*GIVEN INFORMATION*
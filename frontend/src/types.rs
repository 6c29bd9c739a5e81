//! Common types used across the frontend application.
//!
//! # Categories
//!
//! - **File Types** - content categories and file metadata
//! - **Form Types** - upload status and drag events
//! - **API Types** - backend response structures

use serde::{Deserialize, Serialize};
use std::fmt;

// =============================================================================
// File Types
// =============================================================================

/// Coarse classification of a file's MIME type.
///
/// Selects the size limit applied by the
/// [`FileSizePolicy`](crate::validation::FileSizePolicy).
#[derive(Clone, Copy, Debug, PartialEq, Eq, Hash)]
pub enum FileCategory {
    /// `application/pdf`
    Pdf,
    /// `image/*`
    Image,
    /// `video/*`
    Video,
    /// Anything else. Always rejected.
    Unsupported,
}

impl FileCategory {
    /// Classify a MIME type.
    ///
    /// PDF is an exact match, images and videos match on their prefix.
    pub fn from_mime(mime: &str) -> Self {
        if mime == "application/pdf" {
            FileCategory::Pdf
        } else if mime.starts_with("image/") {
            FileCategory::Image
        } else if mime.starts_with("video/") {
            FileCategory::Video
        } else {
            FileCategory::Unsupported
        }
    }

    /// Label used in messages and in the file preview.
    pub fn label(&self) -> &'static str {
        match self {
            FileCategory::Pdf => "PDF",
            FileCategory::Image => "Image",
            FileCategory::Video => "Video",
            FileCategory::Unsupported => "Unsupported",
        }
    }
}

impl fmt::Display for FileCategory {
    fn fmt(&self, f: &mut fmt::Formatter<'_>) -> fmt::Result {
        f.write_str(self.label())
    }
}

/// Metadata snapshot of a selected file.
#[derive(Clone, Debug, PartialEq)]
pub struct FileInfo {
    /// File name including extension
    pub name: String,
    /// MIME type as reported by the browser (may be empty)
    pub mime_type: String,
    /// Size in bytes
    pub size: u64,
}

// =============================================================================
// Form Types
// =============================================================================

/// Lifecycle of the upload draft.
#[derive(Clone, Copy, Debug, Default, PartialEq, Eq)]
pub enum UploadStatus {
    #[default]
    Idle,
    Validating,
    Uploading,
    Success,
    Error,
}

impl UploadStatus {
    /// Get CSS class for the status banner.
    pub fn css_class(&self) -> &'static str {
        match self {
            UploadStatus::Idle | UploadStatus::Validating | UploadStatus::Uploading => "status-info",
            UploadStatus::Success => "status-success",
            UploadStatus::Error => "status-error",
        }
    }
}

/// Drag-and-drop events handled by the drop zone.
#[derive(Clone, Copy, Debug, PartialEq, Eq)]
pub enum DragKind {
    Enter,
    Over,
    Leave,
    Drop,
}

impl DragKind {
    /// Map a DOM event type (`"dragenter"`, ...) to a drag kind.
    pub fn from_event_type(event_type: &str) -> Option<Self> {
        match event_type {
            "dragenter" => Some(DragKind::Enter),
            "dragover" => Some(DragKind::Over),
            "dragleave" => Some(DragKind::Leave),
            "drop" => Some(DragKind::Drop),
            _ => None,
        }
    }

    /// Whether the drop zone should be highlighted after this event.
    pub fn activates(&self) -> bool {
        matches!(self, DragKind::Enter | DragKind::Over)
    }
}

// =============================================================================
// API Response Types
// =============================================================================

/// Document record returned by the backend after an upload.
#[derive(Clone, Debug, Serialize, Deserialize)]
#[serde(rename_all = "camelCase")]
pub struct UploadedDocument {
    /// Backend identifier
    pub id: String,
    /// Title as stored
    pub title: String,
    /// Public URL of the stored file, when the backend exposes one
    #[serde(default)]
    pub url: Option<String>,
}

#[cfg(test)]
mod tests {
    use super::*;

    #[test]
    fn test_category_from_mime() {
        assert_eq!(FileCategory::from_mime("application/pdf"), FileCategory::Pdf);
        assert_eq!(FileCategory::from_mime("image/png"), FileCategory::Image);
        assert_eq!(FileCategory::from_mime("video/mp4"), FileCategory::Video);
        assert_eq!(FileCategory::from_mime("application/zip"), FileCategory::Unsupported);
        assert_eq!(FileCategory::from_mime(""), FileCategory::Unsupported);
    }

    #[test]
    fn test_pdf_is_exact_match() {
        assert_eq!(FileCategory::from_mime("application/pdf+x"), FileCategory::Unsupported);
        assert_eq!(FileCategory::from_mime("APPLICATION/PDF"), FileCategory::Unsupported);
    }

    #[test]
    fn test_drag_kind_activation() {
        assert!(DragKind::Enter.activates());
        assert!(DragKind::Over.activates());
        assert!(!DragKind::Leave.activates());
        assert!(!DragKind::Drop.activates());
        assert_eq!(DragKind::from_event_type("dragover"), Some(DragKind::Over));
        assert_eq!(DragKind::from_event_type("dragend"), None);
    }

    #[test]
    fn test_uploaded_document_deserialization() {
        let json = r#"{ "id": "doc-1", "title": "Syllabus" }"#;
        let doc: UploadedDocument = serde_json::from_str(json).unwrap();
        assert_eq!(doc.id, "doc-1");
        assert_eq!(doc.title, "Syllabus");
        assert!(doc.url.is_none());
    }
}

*GOAL OF THE EXERCISE*
Every record must appear in the answer exactly as it appears above.

*COMPLETED TASK*
filename frontend/src/types.rs
repository 6c29bd9c739a5e81
//! Common types used across the frontend application.
//!
//! # Categories
//!
//! - **File Types** - content categories and file metadata
//! - **Form Types** - upload status and drag events
//! - **API Types** - backend response structures

use serde::{Deserialize, Serialize};
use std::fmt;

// =============================================================================
// File Types
// =============================================================================

/// Coarse classification of a file's MIME type.
///
/// Selects the size limit applied by the
/// [`FileSizePolicy`](crate::validation::FileSizePolicy).
#[derive(Clone, Copy, Debug, PartialEq, Eq, Hash)]
pub enum FileCategory {
    /// `application/pdf`
    Pdf,
    /// `image/*`
    Image,
    /// `video/*`
    Video,
    /// Anything else. Always rejected.
    Unsupported,
}

impl FileCategory {
    /// Classify a MIME type.
    ///
    /// PDF is an exact match, images and videos match on their prefix.
    pub fn from_mime(mime: &str) -> Self {
        if mime == "application/pdf" {
            FileCategory::Pdf
        } else if mime.starts_with("image/") {
            FileCategory::Image
        } else if mime.starts_with("video/") {
            FileCategory::Video
        } else {
            FileCategory::Unsupported
        }
    }

    /// Label used in messages and in the file preview.
    pub fn label(&self) -> &'static str {
        match self {
            FileCategory::Pdf => "PDF",
            FileCategory::Image => "Image",
            FileCategory::Video => "Video",
            FileCategory::Unsupported => "Unsupported",
        }
    }
}

impl fmt::Display for FileCategory {
    fn fmt(&self, f: &mut fmt::Formatter<'_>) -> fmt::Result {
        f.write_str(self.label())
    }
}

/// Metadata snapshot of a selected file.
#[derive(Clone, Debug, PartialEq)]
pub struct FileInfo {
    /// File name including extension
    pub name: String,
    /// MIME type as reported by the browser (may be empty)
    pub mime_type: String,
    /// Size in bytes
    pub size: u64,
}

// =============================================================================
// Form Types
// =============================================================================

/// Lifecycle of the upload draft.
#[derive(Clone, Copy, Debug, Default, PartialEq, Eq)]
pub enum UploadStatus {
    #[default]
    Idle,
    Validating,
    Uploading,
    Success,
    Error,
}

impl UploadStatus {
    /// Get CSS class for the status banner.
    pub fn css_class(&self) -> &'static str {
        match self {
            UploadStatus::Idle | UploadStatus::Validating | UploadStatus::Uploading => "status-info",
            UploadStatus::Success => "status-success",
            UploadStatus::Error => "status-error",
        }
    }
}

/// Drag-and-drop events handled by the drop zone.
#[derive(Clone, Copy, Debug, PartialEq, Eq)]
pub enum DragKind {
    Enter,
    Over,
    Leave,
    Drop,
}

impl DragKind {
    /// Map a DOM event type (`"dragenter"`, ...) to a drag kind.
    pub fn from_event_type(event_type: &str) -> Option<Self> {
        match event_type {
            "dragenter" => Some(DragKind::Enter),
            "dragover" => Some(DragKind::Over),
            "dragleave" => Some(DragKind::Leave),
            "drop" => Some(DragKind::Drop),
            _ => None,
        }
    }

    /// Whether the drop zone should be highlighted after this event.
    pub fn activates(&self) -> bool {
        matches!(self, DragKind::Enter | DragKind::Over)
    }
}

// =============================================================================
// API Response Types
// =============================================================================

/// Document record returned by the backend after an upload.
#[derive(Clone, Debug, Serialize, Deserialize)]
#[serde(rename_all = "camelCase")]
pub struct UploadedDocument {
    /// Backend identifier
    pub id: String,
    /// Title as stored
    pub title: String,
    /// Public URL of the stored file, when the backend exposes one
    #[serde(default)]
    pub url: Option<String>,
}

#[cfg(test)]
mod tests {
    use super::*;

    #[test]
    fn test_category_from_mime() {
        assert_eq!(FileCategory::from_mime("application/pdf"), FileCategory::Pdf);
        assert_eq!(FileCategory::from_mime("image/png"), FileCategory::Image);
        assert_eq!(FileCategory::from_mime("video/mp4"), FileCategory::Video);
        assert_eq!(FileCategory::from_mime("application/zip"), FileCategory::Unsupported);
        assert_eq!(FileCategory::from_mime(""), FileCategory::Unsupported);
    }

    #[test]
    fn test_pdf_is_exact_match() {
        assert_eq!(FileCategory::from_mime("application/pdf+x"), FileCategory::Unsupported);
        assert_eq!(FileCategory::from_mime("APPLICATION/PDF"), FileCategory::Unsupported);
    }

    #[test]
    fn test_drag_kind_activation() {
        assert!(DragKind::Enter.activates());
        assert!(DragKind::Over.activates());
        assert!(!DragKind::Leave.activates());
        assert!(!DragKind::Drop.activates());
        assert_eq!(DragKind::from_event_type("dragover"), Some(DragKind::Over));
        assert_eq!(DragKind::from_event_type("dragend"), None);
    }

    #[test]
    fn test_uploaded_document_deserialization() {
        let json = r#"{ "id": "doc-1", "title": "Syllabus" }"#;
        let doc: UploadedDocument = serde_json::from_str(json).unwrap();
        assert_eq!(doc.id, "doc-1");
        assert_eq!(doc.title, "Syllabus");
        assert!(doc.url.is_none());
    }
}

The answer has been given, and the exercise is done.